--- START ---
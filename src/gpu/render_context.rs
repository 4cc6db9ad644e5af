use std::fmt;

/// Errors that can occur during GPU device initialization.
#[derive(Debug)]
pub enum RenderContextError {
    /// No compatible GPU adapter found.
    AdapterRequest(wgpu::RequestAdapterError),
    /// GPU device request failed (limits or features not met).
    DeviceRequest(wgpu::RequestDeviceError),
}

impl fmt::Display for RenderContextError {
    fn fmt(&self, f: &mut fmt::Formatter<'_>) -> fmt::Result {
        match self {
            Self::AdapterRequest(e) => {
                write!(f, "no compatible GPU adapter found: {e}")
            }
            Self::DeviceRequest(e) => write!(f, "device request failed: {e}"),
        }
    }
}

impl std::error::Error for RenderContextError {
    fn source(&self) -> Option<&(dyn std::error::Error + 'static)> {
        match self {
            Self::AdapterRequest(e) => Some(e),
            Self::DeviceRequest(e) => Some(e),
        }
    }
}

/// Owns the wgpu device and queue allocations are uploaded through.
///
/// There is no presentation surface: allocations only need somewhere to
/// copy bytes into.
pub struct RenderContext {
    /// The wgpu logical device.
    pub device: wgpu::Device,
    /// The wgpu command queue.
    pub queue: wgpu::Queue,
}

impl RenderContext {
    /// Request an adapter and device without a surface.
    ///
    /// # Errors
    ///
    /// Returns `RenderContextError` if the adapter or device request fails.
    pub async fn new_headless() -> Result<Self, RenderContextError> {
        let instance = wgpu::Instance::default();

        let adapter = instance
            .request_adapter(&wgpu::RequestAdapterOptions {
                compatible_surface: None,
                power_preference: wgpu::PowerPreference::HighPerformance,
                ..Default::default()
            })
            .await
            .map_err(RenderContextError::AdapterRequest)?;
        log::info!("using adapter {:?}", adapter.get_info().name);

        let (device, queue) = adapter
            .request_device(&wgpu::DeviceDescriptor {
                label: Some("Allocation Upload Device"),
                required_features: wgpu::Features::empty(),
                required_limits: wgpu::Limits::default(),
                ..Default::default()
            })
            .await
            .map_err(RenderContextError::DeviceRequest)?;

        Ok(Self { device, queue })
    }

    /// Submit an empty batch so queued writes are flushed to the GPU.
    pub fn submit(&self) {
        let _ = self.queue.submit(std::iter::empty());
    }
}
--- END ---
▶ _EXERCISE DIRECTIONS_:
From the first line to the last, return the listing exactly.

▶ _RESPONSE_:
filename src/gpu/render_context.rs
repository 4cc6db9ad644e5af
use std::fmt;

/// Errors that can occur during GPU device initialization.
#[derive(Debug)]
pub enum RenderContextError {
    /// No compatible GPU adapter found.
    AdapterRequest(wgpu::RequestAdapterError),
    /// GPU device request failed (limits or features not met).
    DeviceRequest(wgpu::RequestDeviceError),
}

impl fmt::Display for RenderContextError {
    fn fmt(&self, f: &mut fmt::Formatter<'_>) -> fmt::Result {
        match self {
            Self::AdapterRequest(e) => {
                write!(f, "no compatible GPU adapter found: {e}")
            }
            Self::DeviceRequest(e) => write!(f, "device request failed: {e}"),
        }
    }
}

impl std::error::Error for RenderContextError {
    fn source(&self) -> Option<&(dyn std::error::Error + 'static)> {
        match self {
            Self::AdapterRequest(e) => Some(e),
            Self::DeviceRequest(e) => Some(e),
        }
    }
}

/// Owns the wgpu device and queue allocations are uploaded through.
///
/// There is no presentation surface: allocations only need somewhere to
/// copy bytes into.
pub struct RenderContext {
    /// The wgpu logical device.
    pub device: wgpu::Device,
    /// The wgpu command queue.
    pub queue: wgpu::Queue,
}

impl RenderContext {
    /// Request an adapter and device without a surface.
    ///
    /// # Errors
    ///
    /// Returns `RenderContextError` if the adapter or device request fails.
    pub async fn new_headless() -> Result<Self, RenderContextError> {
        let instance = wgpu::Instance::default();

        let adapter = instance
            .request_adapter(&wgpu::RequestAdapterOptions {
                compatible_surface: None,
                power_preference: wgpu::PowerPreference::HighPerformance,
                ..Default::default()
            })
            .await
            .map_err(RenderContextError::AdapterRequest)?;
        log::info!("using adapter {:?}", adapter.get_info().name);

        let (device, queue) = adapter
            .request_device(&wgpu::DeviceDescriptor {
                label: Some("Allocation Upload Device"),
                required_features: wgpu::Features::empty(),
                required_limits: wgpu::Limits::default(),
                ..Default::default()
            })
            .await
            .map_err(RenderContextError::DeviceRequest)?;

        Ok(Self { device, queue })
    }

    /// Submit an empty batch so queued writes are flushed to the GPU.
    pub fn submit(&self) {
        let _ = self.queue.submit(std::iter::empty());
    }
}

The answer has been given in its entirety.